Stored entries:

^^^^

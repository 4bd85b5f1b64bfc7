//! Build a danger map report from a running admin backend.
//!
//! Run with: cargo run --example http_report --features http -- [BASE_URL] [CATEGORY] [DANGER_LEVEL]
//!
//! Defaults to `http://localhost:3001` with both filters set to "all".

use danger_paths::{run_report_blocking, EngineConfig, FilterCriteria, HttpConfig};
use std::time::Instant;

fn main() {
    env_logger::init();

    let args: Vec<String> = std::env::args().skip(1).collect();
    let http = HttpConfig {
        base_url: args.first().cloned().unwrap_or_else(|| HttpConfig::default().base_url),
        ..HttpConfig::default()
    };
    let category = args.get(1).map_or("all", String::as_str);
    let danger_level = args.get(2).map_or("all", String::as_str);

    let criteria = FilterCriteria::parse(category, danger_level);

    println!("Fetching complaints from {}", http.base_url);
    let start = Instant::now();

    match run_report_blocking(http, EngineConfig::default(), &criteria) {
        Ok(report) => {
            println!(
                "{} paths shown, {} dropped, {:.2}s\n",
                report.records.len(),
                report.diagnostics.len(),
                start.elapsed().as_secs_f64()
            );
            match serde_json::to_string_pretty(&report.records) {
                Ok(json) => println!("{}", json),
                Err(e) => eprintln!("Failed to encode report: {}", e),
            }
        }
        Err(e) => {
            eprintln!("Report failed: {}", e);
            std::process::exit(1);
        }
    }
}
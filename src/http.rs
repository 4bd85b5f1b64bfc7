//! HTTP clients for the complaint store and routing service.
//!
//! One [`ComplaintApiClient`] talks to both endpoints of the admin backend:
//! - `GET  /api/complaintsmap` lists complaints
//! - `POST /api/router/register` computes and stores a route
//!
//! Connections are pooled; transport errors and 429s are retried with
//! exponential backoff.

use std::time::{Duration, Instant};

use async_trait::async_trait;
use log::{debug, info, warn};
use reqwest::{Client, RequestBuilder, Response, StatusCode};
use serde::{Deserialize, Serialize};

use crate::pipeline::{DangerMapEngine, DangerMapReport, EngineConfig};
use crate::{
    ComplaintRecord, ComplaintSource, DangerMapError, FilterCriteria, GeoPoint, Result,
    RouteRegistrar, RouteRegistration,
};

const MAX_RETRIES: u32 = 3;
const MAX_IDLE_PER_HOST: usize = 16;

/// HTTP client settings.
#[derive(Debug, Clone)]
pub struct HttpConfig {
    /// Backend base URL, without a trailing slash. Default: `http://localhost:3001`
    pub base_url: String,
    /// Per-request timeout. Default: 30s
    pub timeout: Duration,
}

impl Default for HttpConfig {
    fn default() -> Self {
        Self {
            base_url: "http://localhost:3001".to_string(),
            timeout: Duration::from_secs(30),
        }
    }
}

/// Body of a route registration request.
#[derive(Debug, Serialize)]
struct RegisterRequest {
    start_lat: f64,
    start_lng: f64,
    end_lat: f64,
    end_lng: f64,
}

/// Reply from the route registration endpoint.
#[derive(Debug, Deserialize)]
struct RegisterResponse {
    success: bool,
    /// `[lng, lat]` pairs.
    #[serde(default)]
    route_coords: Option<Vec<[f64; 2]>>,
    #[serde(default)]
    message: Option<String>,
}

/// Client for the admin backend.
#[derive(Debug, Clone)]
pub struct ComplaintApiClient {
    client: Client,
    base_url: String,
}

impl ComplaintApiClient {
    /// Create a client with pooled connections.
    ///
    /// # Errors
    ///
    /// Returns [`DangerMapError::Http`] if the HTTP client cannot be built.
    pub fn new(config: HttpConfig) -> Result<Self> {
        let client = Client::builder()
            .pool_max_idle_per_host(MAX_IDLE_PER_HOST)
            .pool_idle_timeout(Duration::from_secs(60))
            .tcp_keepalive(Duration::from_secs(30))
            .timeout(config.timeout)
            .build()
            .map_err(|e| DangerMapError::Http(format!("Failed to create HTTP client: {}", e)))?;

        Ok(Self {
            client,
            base_url: config.base_url.trim_end_matches('/').to_string(),
        })
    }

    fn url(&self, path: &str) -> String {
        format!("{}{}", self.base_url, path)
    }

    /// Send a request, retrying transport errors and 429s.
    ///
    /// `build` is called once per attempt since builders are consumed by `send`.
    async fn send_with_retry<F>(&self, label: &str, build: F) -> Result<Response>
    where
        F: Fn() -> RequestBuilder,
    {
        let mut retries = 0;

        loop {
            match build().send().await {
                Ok(resp) if resp.status() == StatusCode::TOO_MANY_REQUESTS => {
                    retries += 1;
                    if retries > MAX_RETRIES {
                        return Err(DangerMapError::Http("Max retries exceeded (429)".to_string()));
                    }
                    let wait = Duration::from_millis(500 * (1 << retries));
                    warn!("[Http {}] 429 Too Many Requests, retry {} after {:?}", label, retries, wait);
                    tokio::time::sleep(wait).await;
                }
                Ok(resp) => return Ok(resp),
                Err(e) => {
                    retries += 1;
                    if retries > MAX_RETRIES {
                        return Err(DangerMapError::Http(format!("Request error: {}", e)));
                    }
                    let wait = Duration::from_millis(200 * (1 << retries));
                    warn!("[Http {}] Error: {}, retry {} after {:?}", label, e, retries, wait);
                    tokio::time::sleep(wait).await;
                }
            }
        }
    }

    async fn read_body(resp: Response) -> Result<(StatusCode, Vec<u8>)> {
        let status = resp.status();
        let bytes = resp
            .bytes()
            .await
            .map_err(|e| DangerMapError::Http(format!("Body download error: {}", e)))?;
        Ok((status, bytes.to_vec()))
    }
}

#[async_trait]
impl ComplaintSource for ComplaintApiClient {
    async fn list_complaints(&self) -> Result<Vec<ComplaintRecord>> {
        let start = Instant::now();
        let url = self.url("/api/complaintsmap");

        let resp = self.send_with_retry("complaints", || self.client.get(&url)).await?;
        let (status, body) = Self::read_body(resp).await?;
        if !status.is_success() {
            return Err(DangerMapError::Http(format!("HTTP {} from {}", status, url)));
        }

        let records: Vec<ComplaintRecord> = serde_json::from_slice(&body)?;

        info!(
            "[Http] Fetched {} complaints ({:.1}KB) in {}ms",
            records.len(),
            body.len() as f64 / 1024.0,
            start.elapsed().as_millis()
        );

        Ok(records)
    }
}

#[async_trait]
impl RouteRegistrar for ComplaintApiClient {
    async fn register_route(&self, start: GeoPoint, end: GeoPoint) -> Result<RouteRegistration> {
        let started = Instant::now();
        let url = self.url("/api/router/register");
        let request = RegisterRequest {
            start_lat: start.latitude,
            start_lng: start.longitude,
            end_lat: end.latitude,
            end_lng: end.longitude,
        };

        let resp = self
            .send_with_retry("register", || self.client.post(&url).json(&request))
            .await?;
        let (status, body) = Self::read_body(resp).await?;

        // Failed registrations may come back with an error status and a JSON body
        let reply: RegisterResponse = match serde_json::from_slice(&body) {
            Ok(reply) => reply,
            Err(_) if !status.is_success() => {
                return Err(DangerMapError::Http(format!("HTTP {} from {}", status, url)));
            }
            Err(e) => return Err(e.into()),
        };

        debug!(
            "[Http] Route registration success={} points={} in {}ms",
            reply.success,
            reply.route_coords.as_ref().map_or(0, Vec::len),
            started.elapsed().as_millis()
        );

        Ok(RouteRegistration {
            success: reply.success && status.is_success(),
            coords: reply
                .route_coords
                .map(|pairs| pairs.into_iter().map(GeoPoint::from_lng_lat).collect()),
            message: reply.message,
        })
    }
}

/// Run the full pipeline against the backend on a fresh tokio runtime.
///
/// For batch jobs that are not already async.
///
/// # Errors
///
/// Returns an error if the runtime or HTTP client cannot be created, or the
/// complaint list cannot be fetched.
pub fn run_report_blocking(
    http: HttpConfig,
    engine: EngineConfig,
    criteria: &FilterCriteria,
) -> Result<DangerMapReport> {
    use tokio::runtime::Builder;

    let rt = Builder::new_multi_thread()
        .enable_all()
        .build()
        .map_err(|e| DangerMapError::Http(format!("Runtime error: {}", e)))?;

    let client = ComplaintApiClient::new(http)?;
    let engine = DangerMapEngine::with_config(client.clone(), client, engine);

    rt.block_on(engine.run(criteria))
}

^^^^

**WHAT YOU WILL DO:**
Would you please reproduce the records above exactly, only from their first line through the line holding "let http = HttpConfig", with both ends included?

**TASK SOLUTION:**
repository 4bd85b5f1b64bfc7
//! Build a danger map report from a running admin backend.
//!
//! Run with: cargo run --example http_report --features http -- [BASE_URL] [CATEGORY] [DANGER_LEVEL]
//!
//! Defaults to `http://localhost:3001` with both filters set to "all".

use danger_paths::{run_report_blocking, EngineConfig, FilterCriteria, HttpConfig};
use std::time::Instant;

fn main() {
    env_logger::init();

    let args: Vec<String> = std::env::args().skip(1).collect();
    let http = HttpConfig {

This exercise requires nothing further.